= Problem to work on =
Filter the records below for the word "closes". Keep each line that has it.

Dataset entries
▬▬▬▬▬▬▬▬▬▬
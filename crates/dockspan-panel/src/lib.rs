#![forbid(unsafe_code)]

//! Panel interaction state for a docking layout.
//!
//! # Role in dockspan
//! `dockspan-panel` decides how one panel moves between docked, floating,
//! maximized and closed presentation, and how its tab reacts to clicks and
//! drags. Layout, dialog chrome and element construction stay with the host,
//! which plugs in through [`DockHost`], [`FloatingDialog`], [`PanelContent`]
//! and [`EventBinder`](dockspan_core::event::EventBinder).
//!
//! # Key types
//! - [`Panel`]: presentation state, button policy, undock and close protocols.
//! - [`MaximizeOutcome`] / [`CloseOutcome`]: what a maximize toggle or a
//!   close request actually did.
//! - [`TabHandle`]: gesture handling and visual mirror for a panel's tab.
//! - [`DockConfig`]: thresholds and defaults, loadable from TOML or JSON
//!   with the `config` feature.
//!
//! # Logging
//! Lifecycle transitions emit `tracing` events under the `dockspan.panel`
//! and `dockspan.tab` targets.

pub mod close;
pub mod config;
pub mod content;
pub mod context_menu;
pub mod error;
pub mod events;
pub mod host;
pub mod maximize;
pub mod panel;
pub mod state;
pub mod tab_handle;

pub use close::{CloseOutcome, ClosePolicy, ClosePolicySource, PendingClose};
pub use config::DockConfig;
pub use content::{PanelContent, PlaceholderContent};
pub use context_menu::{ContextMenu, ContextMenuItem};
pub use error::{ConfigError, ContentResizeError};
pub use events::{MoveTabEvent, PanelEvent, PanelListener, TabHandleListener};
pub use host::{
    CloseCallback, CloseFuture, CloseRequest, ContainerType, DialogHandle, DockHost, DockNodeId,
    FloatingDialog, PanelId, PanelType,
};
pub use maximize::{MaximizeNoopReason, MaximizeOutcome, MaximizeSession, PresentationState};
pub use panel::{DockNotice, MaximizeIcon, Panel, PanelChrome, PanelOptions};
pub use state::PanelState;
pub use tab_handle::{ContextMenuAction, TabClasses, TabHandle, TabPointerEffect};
▬▬▬▬▬▬▬▬▬▬
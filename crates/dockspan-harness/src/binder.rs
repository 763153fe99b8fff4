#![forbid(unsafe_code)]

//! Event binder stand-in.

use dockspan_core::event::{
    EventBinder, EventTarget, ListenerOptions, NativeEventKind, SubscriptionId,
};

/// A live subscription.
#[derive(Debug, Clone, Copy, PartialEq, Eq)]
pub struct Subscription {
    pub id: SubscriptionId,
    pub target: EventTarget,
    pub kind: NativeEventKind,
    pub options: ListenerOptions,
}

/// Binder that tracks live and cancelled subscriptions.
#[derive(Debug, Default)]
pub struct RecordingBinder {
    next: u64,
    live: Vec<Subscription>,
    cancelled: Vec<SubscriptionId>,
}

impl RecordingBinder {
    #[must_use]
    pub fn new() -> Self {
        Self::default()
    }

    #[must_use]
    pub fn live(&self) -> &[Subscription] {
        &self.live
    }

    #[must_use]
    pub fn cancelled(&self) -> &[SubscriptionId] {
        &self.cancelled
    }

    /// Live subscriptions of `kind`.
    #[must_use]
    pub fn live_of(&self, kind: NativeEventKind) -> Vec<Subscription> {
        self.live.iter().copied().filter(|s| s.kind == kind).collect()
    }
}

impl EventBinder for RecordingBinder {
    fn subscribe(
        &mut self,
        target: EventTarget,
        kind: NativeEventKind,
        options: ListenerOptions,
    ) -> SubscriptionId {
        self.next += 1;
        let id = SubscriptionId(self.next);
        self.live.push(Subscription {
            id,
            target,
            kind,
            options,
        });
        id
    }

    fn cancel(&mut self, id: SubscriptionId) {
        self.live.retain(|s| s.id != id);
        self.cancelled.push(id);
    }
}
▬▬▬▬▬▬▬▬▬▬
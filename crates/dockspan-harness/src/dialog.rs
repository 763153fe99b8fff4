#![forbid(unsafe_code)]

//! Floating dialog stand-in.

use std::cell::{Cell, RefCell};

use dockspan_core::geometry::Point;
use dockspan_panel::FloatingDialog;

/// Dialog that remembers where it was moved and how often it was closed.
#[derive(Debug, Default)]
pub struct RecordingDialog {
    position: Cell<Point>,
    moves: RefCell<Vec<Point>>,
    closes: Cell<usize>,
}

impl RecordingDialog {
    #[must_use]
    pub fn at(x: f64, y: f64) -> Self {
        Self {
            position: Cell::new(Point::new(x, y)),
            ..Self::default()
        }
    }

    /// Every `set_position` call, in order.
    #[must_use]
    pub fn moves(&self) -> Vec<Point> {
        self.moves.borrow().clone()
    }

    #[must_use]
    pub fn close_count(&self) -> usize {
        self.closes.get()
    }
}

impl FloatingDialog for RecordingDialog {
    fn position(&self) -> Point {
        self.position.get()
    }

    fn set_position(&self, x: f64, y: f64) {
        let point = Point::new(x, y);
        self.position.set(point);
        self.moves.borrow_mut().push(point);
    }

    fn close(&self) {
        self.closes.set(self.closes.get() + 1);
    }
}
▬▬▬▬▬▬▬▬▬▬
= Answer for this exercise =
    closes: Cell<usize>,
        self.closes.get()
        self.closes.set(self.closes.get() + 1);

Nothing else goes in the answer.